Though the five languages were already housed in the World Languages & Cultures department as minors, Lewis said there was a demand from students to create majors for a while.

“There’s this core of students that I consistently hear from year to year: ‘when is there gonna be a major?’” Lewis said.

Travis Martinez, fourth-year biochemistry and world languages & cultures major, has an emphasis in Portuguese.

“I’ve been working on a Portuguese minor for the last year and I’ve also been a recipient of the FLAS scholarship,” he said.

The Foreign Language and Area Studies scholarship is awarded to students studying a foreign language or region they are interested in, and for Martinez, that was Portuguese.

“That actually takes me above what I need for the minor,” he said. “So I’ve already achieved the minor but I’m still going with this FLAS scholarship because I love studying Portuguese.”

His work on the minor as well as for the FLAS Scholarship ended up benefitting him when he heard about the new degree and learned he had already completed most of the course requirements to complete a major in Portuguese.

“All I have to do is add these three extra classes and I am now getting this major, which is really awesome,” he said.

In addition to the new cultural studies track and the five languages, the new major contains a comparative literature emphasis that is similar to the original major.

“That’s for students that want to study more than one language at the advanced level,” Lewis said. “You can do it with two languages or three.”

When the new major was announced, Lewis said that track sparked a lot of interest among students, despite the fact that a similar degree had existed prior.

“That degree had been put on hold while we restructured it and maybe there was just a lack of awareness that it existed,” Lewis said. “They were suddenly very interested.”

Lewis added the students involved with this emphasis often study and compare two completely unrelated languages.

“People will say, ‘I want to do Arabic and Portuguese,’” he said. “I don’t know if counterintuitive is the right word but you would expect people to do languages that are more related because that’s easier, but no, they want to do completely different things and that’s exciting.”

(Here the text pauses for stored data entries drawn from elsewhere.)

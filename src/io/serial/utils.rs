// src/io/serial/utils.rs
//
// Shared utilities for the serial layer.
// Port enumeration plus conversion functions for the serialport crate.

use serde::{Deserialize, Serialize};
use serialport::{DataBits, Parity as SpParity, StopBits};

// ============================================================================
// Types
// ============================================================================

/// Parity setting for serial port configuration
#[derive(Clone, Debug, Default, PartialEq, Serialize, Deserialize)]
#[serde(rename_all = "lowercase")]
pub enum Parity {
    #[default]
    None,
    Odd,
    Even,
}

/// Information about an available serial port
#[derive(Clone, Debug, PartialEq, Serialize)]
pub struct SerialPortInfo {
    pub port_name: String,
    pub port_type: String,
    pub manufacturer: Option<String>,
    pub product: Option<String>,
    pub serial_number: Option<String>,
    pub vid: Option<u16>,
    pub pid: Option<u16>,
}

impl SerialPortInfo {
    /// Human-readable description used for signature matching and diagnostics.
    /// USB ports report product and manufacturer; everything else falls back
    /// to the port type and name.
    pub fn description(&self) -> String {
        let parts: Vec<&str> = [self.product.as_deref(), self.manufacturer.as_deref()]
            .into_iter()
            .flatten()
            .filter(|s| !s.trim().is_empty())
            .collect();
        if parts.is_empty() {
            format!("{} ({})", self.port_name, self.port_type)
        } else {
            parts.join(" - ")
        }
    }

    /// `device: description` line for operator diagnostics
    pub fn summary(&self) -> String {
        format!("{}: {}", self.port_name, self.description())
    }
}

// ============================================================================
// Port Enumeration
// ============================================================================

/// List available serial ports.
///
/// On macOS, filters out /dev/tty.* devices and only shows /dev/cu.* devices.
/// The cu (calling unit) devices are non-blocking and preferred for outgoing connections.
/// The tty (terminal) devices block on open waiting for carrier detect.
pub fn list_serial_ports() -> Result<Vec<SerialPortInfo>, serialport::Error> {
    let ports = serialport::available_ports()?;

    Ok(ports
        .into_iter()
        .filter(|_p| {
            #[cfg(target_os = "macos")]
            {
                !_p.port_name.starts_with("/dev/tty.")
            }
            #[cfg(not(target_os = "macos"))]
            {
                true
            }
        })
        .map(|p| {
            let (port_type, manufacturer, product, serial_number, vid, pid) = match p.port_type {
                serialport::SerialPortType::UsbPort(info) => (
                    "USB".to_string(),
                    info.manufacturer,
                    info.product,
                    info.serial_number,
                    Some(info.vid),
                    Some(info.pid),
                ),
                serialport::SerialPortType::BluetoothPort => {
                    ("Bluetooth".to_string(), None, None, None, None, None)
                }
                serialport::SerialPortType::PciPort => {
                    ("PCI".to_string(), None, None, None, None, None)
                }
                serialport::SerialPortType::Unknown => {
                    ("Unknown".to_string(), None, None, None, None, None)
                }
            };
            SerialPortInfo {
                port_name: p.port_name,
                port_type,
                manufacturer,
                product,
                serial_number,
                vid,
                pid,
            }
        })
        .collect())
}

// ============================================================================
// Conversion Functions
// ============================================================================

/// Convert our Parity enum to serialport crate's Parity type
pub fn to_serialport_parity(p: &Parity) -> SpParity {
    match p {
        Parity::None => SpParity::None,
        Parity::Odd => SpParity::Odd,
        Parity::Even => SpParity::Even,
    }
}

/// Convert data bits count to serialport crate's DataBits type
pub fn to_serialport_data_bits(bits: u8) -> DataBits {
    match bits {
        5 => DataBits::Five,
        6 => DataBits::Six,
        7 => DataBits::Seven,
        _ => DataBits::Eight,
    }
}

/// Convert stop bits count to serialport crate's StopBits type
pub fn to_serialport_stop_bits(bits: u8) -> StopBits {
    match bits {
        2 => StopBits::Two,
        _ => StopBits::One,
    }
}

// ============================================================================
// Tests
// ============================================================================

#[cfg(test)]
pub(crate) fn usb_port(name: &str, product: &str, manufacturer: &str) -> SerialPortInfo {
    SerialPortInfo {
        port_name: name.to_string(),
        port_type: "USB".to_string(),
        manufacturer: Some(manufacturer.to_string()),
        product: Some(product.to_string()),
        serial_number: None,
        vid: Some(0x0d28),
        pid: Some(0x0204),
    }
}
// src/datalog/mod.rs
//
// CSV data logging: schema tracking, the on-disk log, migration between
// schemas, and the session loop that drives them from a serial connection.

pub mod log_file;
pub mod migrate;
pub mod schema;
pub mod session;

pub use log_file::{format_timestamp, read_data_rows, LogFile, LogNaming};
pub use migrate::{migrate, MigrationOutcome};
pub use schema::{split_record, Classification, Schema, SchemaTracker};
pub use session::{SessionConfig, SessionLogger, SessionState, SessionSummary};
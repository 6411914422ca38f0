// src/datalog/schema.rs
//
// Schema tracking for variable-width records.
// The sender decides how many values a record carries, so the schema is just
// a value count: `timestamp` followed by `field1..fieldN`.

pub const TIMESTAMP_FIELD: &str = "timestamp";
pub const FIELD_DELIMITER: char = ',';

/// Column layout of the active log file.
#[derive(Clone, Debug, Default, PartialEq, Eq)]
pub struct Schema {
    value_count: usize,
}

impl Schema {
    /// Header-only placeholder used before the first record arrives
    pub fn placeholder() -> Self {
        Self { value_count: 0 }
    }

    pub fn with_values(value_count: usize) -> Self {
        Self { value_count }
    }

    pub fn value_count(&self) -> usize {
        self.value_count
    }

    /// Total columns, timestamp included
    pub fn width(&self) -> usize {
        self.value_count + 1
    }

    pub fn field_names(&self) -> Vec<String> {
        std::iter::once(TIMESTAMP_FIELD.to_string())
            .chain((1..=self.value_count).map(|i| format!("field{}", i)))
            .collect()
    }
}

/// Split a record into its raw values. Surrounding whitespace of the whole
/// line is trimmed; values themselves are kept verbatim.
pub fn split_record(line: &str) -> Vec<String> {
    line.trim()
        .split(FIELD_DELIMITER)
        .map(str::to_string)
        .collect()
}

#[derive(Clone, Debug, PartialEq, Eq)]
pub enum Classification {
    Unchanged,
    Changed(Schema),
}

/// Holds the current schema and detects width changes record by record.
#[derive(Debug, Default)]
pub struct SchemaTracker {
    current: Schema,
}

impl SchemaTracker {
    pub fn new() -> Self {
        Self {
            current: Schema::placeholder(),
        }
    }

    pub fn current(&self) -> &Schema {
        &self.current
    }

    /// Compare the record's width with the current schema, adopting the
    /// candidate when it differs.
    pub fn classify<S: AsRef<str>>(&mut self, values: &[S]) -> Classification {
        let candidate = Schema::with_values(values.len());
        if candidate == self.current {
            Classification::Unchanged
        } else {
            self.current = candidate.clone();
            Classification::Changed(candidate)
        }
    }
}
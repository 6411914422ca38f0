fn main() -> std::process::ExitCode {
    chronosense_lib::run()
}
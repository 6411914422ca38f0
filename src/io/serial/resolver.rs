// src/io/serial/resolver.rs
//
// Port resolution: pick the serial endpoint to log from.
// An explicit port is used as-is; otherwise the OS device list is scanned for
// the first device whose description carries a known microcontroller token.
// No retry here; the connection manager owns retry policy.

use super::utils::{list_serial_ports, SerialPortInfo};

/// Tokens matched (case-insensitively) against port descriptions by default
pub const DEFAULT_PORT_SIGNATURES: &[&str] = &["mbed", "microbit", "micro:bit"];

/// Source of the visible serial device list.
pub trait PortSource: Send {
    fn available_ports(&self) -> Result<Vec<SerialPortInfo>, serialport::Error>;
}

/// The operating system's device list
#[derive(Clone, Copy, Debug, Default)]
pub struct SystemPorts;

impl PortSource for SystemPorts {
    fn available_ports(&self) -> Result<Vec<SerialPortInfo>, serialport::Error> {
        list_serial_ports()
    }
}

pub struct PortResolver {
    source: Box<dyn PortSource>,
    /// Lowercased signature tokens
    signatures: Vec<String>,
}

impl PortResolver {
    pub fn new(source: Box<dyn PortSource>, signatures: &[String]) -> Self {
        Self {
            source,
            signatures: signatures
                .iter()
                .map(|s| s.trim().to_lowercase())
                .filter(|s| !s.is_empty())
                .collect(),
        }
    }

    /// Whether a port's description contains any signature token
    pub fn matches(&self, port: &SerialPortInfo) -> bool {
        let description = port.description().to_lowercase();
        self.signatures
            .iter()
            .any(|token| description.contains(token.as_str()))
    }

    /// Return `explicit` unchanged if given, else the first matching device.
    /// An enumeration failure counts as "not found".
    pub fn resolve(&self, explicit: Option<&str>) -> Option<String> {
        if let Some(port) = explicit {
            return Some(port.to_string());
        }

        let ports = match self.source.available_ports() {
            Ok(ports) => ports,
            Err(e) => {
                tlog_error!("[resolver] Failed to enumerate ports: {}", e);
                return None;
            }
        };

        ports
            .into_iter()
            .find(|p| self.matches(p))
            .map(|p| p.port_name)
    }

    /// Every visible port, for diagnostics. Empty if enumeration fails.
    pub fn visible_ports(&self) -> Vec<SerialPortInfo> {
        self.source.available_ports().unwrap_or_default()
    }
}

// ============================================================================
// Tests
// ============================================================================

/// Fixed device list that counts how often it was scanned
#[cfg(test)]
pub(crate) struct FakePorts {
    pub ports: Vec<SerialPortInfo>,
    pub scans: std::sync::Arc<std::sync::atomic::AtomicU32>,
}

#[cfg(test)]
impl FakePorts {
    pub fn new(ports: Vec<SerialPortInfo>) -> Self {
        Self {
            ports,
            scans: Default::default(),
        }
    }
}

#[cfg(test)]
impl PortSource for FakePorts {
    fn available_ports(&self) -> Result<Vec<SerialPortInfo>, serialport::Error> {
        self.scans
            .fetch_add(1, std::sync::atomic::Ordering::SeqCst);
        Ok(self.ports.clone())
    }
}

Erin Hardy, a first-year Russian and world languages & cultures major, chose the comparative literature track, studying French and Persian.

“I was originally majoring in French and Russian, but I wanted to start studying Persian as well,” she said. “I’m really interested in the former Soviet countries of Central Asia and there are a few where Persian is one of the languages spoken, so I just wanted to start learning more about that region, but I thought I had too many interests to be able to do them all.” 

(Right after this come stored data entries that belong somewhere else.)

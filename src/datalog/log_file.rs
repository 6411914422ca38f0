// src/datalog/log_file.rs
//
// CSV data log on disk.
// Layout: header row `timestamp,field1,...`, then one row per record:
// `DD-MM-YYYY HH:MM:SS.mmm,<raw values>`.
// Every appended record is flushed and synced before append returns.

use chrono::{DateTime, Local};
use std::fs::{File, OpenOptions};
use std::io::{Seek, SeekFrom};
use std::path::{Path, PathBuf};

use super::schema::Schema;
use crate::error::LogFileError;

/// Row timestamp, millisecond precision
pub const ROW_TIME_FORMAT: &str = "%d-%m-%Y %H:%M:%S%.3f";

/// File name timestamp, second precision
pub const FILE_TIME_FORMAT: &str = "%d-%m-%Y_%H%M%S";

pub fn format_timestamp(at: &DateTime<Local>) -> String {
    at.format(ROW_TIME_FORMAT).to_string()
}

// ============================================================================
// Naming
// ============================================================================

/// Where log files go and what they are called: `{dir}/{prefix}_{DD-MM-YYYY_HHMMSS}.csv`
#[derive(Clone, Debug, PartialEq, Eq)]
pub struct LogNaming {
    pub dir: PathBuf,
    pub prefix: String,
}

impl LogNaming {
    pub fn new(dir: impl Into<PathBuf>, prefix: impl Into<String>) -> Self {
        Self {
            dir: dir.into(),
            prefix: prefix.into(),
        }
    }

    pub fn file_name(&self, at: &DateTime<Local>) -> String {
        format!("{}_{}.csv", self.prefix, at.format(FILE_TIME_FORMAT))
    }

    /// Path for a file created at `at` that does not clash with an existing
    /// file or with `avoid`. Clashes get `_1`, `_2`, ... before the extension.
    pub fn fresh_path(&self, at: &DateTime<Local>, avoid: Option<&Path>) -> PathBuf {
        let stem = format!("{}_{}", self.prefix, at.format(FILE_TIME_FORMAT));
        let taken = |p: &Path| p.exists() || avoid.map_or(false, |a| a == p);

        let mut candidate = self.dir.join(format!("{}.csv", stem));
        let mut n = 1;
        while taken(&candidate) {
            candidate = self.dir.join(format!("{}_{}.csv", stem, n));
            n += 1;
        }
        candidate
    }
}

// ============================================================================
// Log File
// ============================================================================

pub struct LogFile {
    path: PathBuf,
    writer: csv::Writer<File>,
    schema: Schema,
    data_rows: u64,
}

impl LogFile {
    /// Create a new timestamped file under `naming` and write the header.
    pub fn create(naming: &LogNaming, schema: &Schema) -> Result<Self, LogFileError> {
        Self::create_avoiding(naming, schema, None)
    }

    pub(crate) fn create_avoiding(
        naming: &LogNaming,
        schema: &Schema,
        avoid: Option<&Path>,
    ) -> Result<Self, LogFileError> {
        let path = naming.fresh_path(&Local::now(), avoid);
        Self::create_at(path, schema)
    }

    /// Create `path` and write the header for `schema`. Fails if `path` exists.
    pub fn create_at(path: PathBuf, schema: &Schema) -> Result<Self, LogFileError> {
        let file = OpenOptions::new()
            .write(true)
            .create_new(true)
            .open(&path)
            .map_err(|source| LogFileError::io("creating", &path, source))?;

        let writer = csv::WriterBuilder::new()
            .flexible(true)
            .from_writer(file);

        let mut log = LogFile {
            path,
            writer,
            schema: schema.clone(),
            data_rows: 0,
        };
        log.write_header()?;
        log.flush()?;
        Ok(log)
    }

    pub fn path(&self) -> &Path {
        &self.path
    }

    pub fn schema(&self) -> &Schema {
        &self.schema
    }

    /// Data rows written to this file (header excluded)
    pub fn data_rows(&self) -> u64 {
        self.data_rows
    }

    /// Replace the header of a file that has no data rows yet.
    pub(crate) fn rewrite_header(&mut self, schema: &Schema) -> Result<(), LogFileError> {
        self.writer
            .flush()
            .map_err(|source| LogFileError::io("flushing", &self.path, source))?;

        // The duplicate shares the file offset with the writer's handle
        let mut file = self
            .writer
            .get_ref()
            .try_clone()
            .map_err(|source| LogFileError::io("truncating", &self.path, source))?;
        file.set_len(0)
            .and_then(|_| file.seek(SeekFrom::Start(0)).map(|_| ()))
            .map_err(|source| LogFileError::io("truncating", &self.path, source))?;

        self.schema = schema.clone();
        self.write_header()?;
        self.flush()
    }

    /// Append one record as `[timestamp, values...]` and make it durable.
    pub fn append_record(&mut self, timestamp: &str, values: &[String]) -> Result<(), LogFileError> {
        self.writer
            .write_record(std::iter::once(timestamp).chain(values.iter().map(String::as_str)))
            .map_err(|source| LogFileError::csv("writing row to", &self.path, source))?;
        self.data_rows += 1;
        self.flush()
    }

    /// Write a complete row without flushing (bulk transfer during migration)
    pub(crate) fn write_row(&mut self, row: &[String]) -> Result<(), LogFileError> {
        self.writer
            .write_record(row)
            .map_err(|source| LogFileError::csv("writing row to", &self.path, source))?;
        self.data_rows += 1;
        Ok(())
    }

    /// Push buffered rows to the OS and sync file data to storage.
    pub fn flush(&mut self) -> Result<(), LogFileError> {
        self.writer
            .flush()
            .map_err(|source| LogFileError::io("flushing", &self.path, source))?;
        self.writer
            .get_ref()
            .sync_data()
            .map_err(|source| LogFileError::io("syncing", &self.path, source))
    }

    /// Flush and close, returning the file's path.
    pub fn close(mut self) -> Result<PathBuf, LogFileError> {
        self.flush()?;
        Ok(self.path)
    }

    fn write_header(&mut self) -> Result<(), LogFileError> {
        self.writer
            .write_record(self.schema.field_names())
            .map_err(|source| LogFileError::csv("writing header to", &self.path, source))
    }
}

/// Read every data row (header excluded) of a log file.
pub fn read_data_rows(path: &Path) -> Result<Vec<Vec<String>>, LogFileError> {
    let mut reader = csv::ReaderBuilder::new()
        .has_headers(true)
        .flexible(true)
        .from_path(path)
        .map_err(|source| LogFileError::csv("opening", path, source))?;

    let mut rows = Vec::new();
    for record in reader.records() {
        let record = record.map_err(|source| LogFileError::csv("reading", path, source))?;
        rows.push(record.iter().map(str::to_string).collect());
    }
    Ok(rows)
}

The new major turned out to be a way for Hardy to combine those interests.

“I spoke with my counselors; they know how much I love languages and I always am coming to them and asking if I can take more,” she said. “They told me about the major and it was really the perfect option.”

Lewis believes the major will greatly benefit any student who does it, no matter what field they go into after graduation.

“No matter which track people do, all of these tracks involve a lot of comparative analysis across diverse cultures, across diverse traditions,” he said. “What people don’t understand sometimes is how essential language and learning languages and cultures will be to their careers, even if they think they’re not going to be working in that specifically.”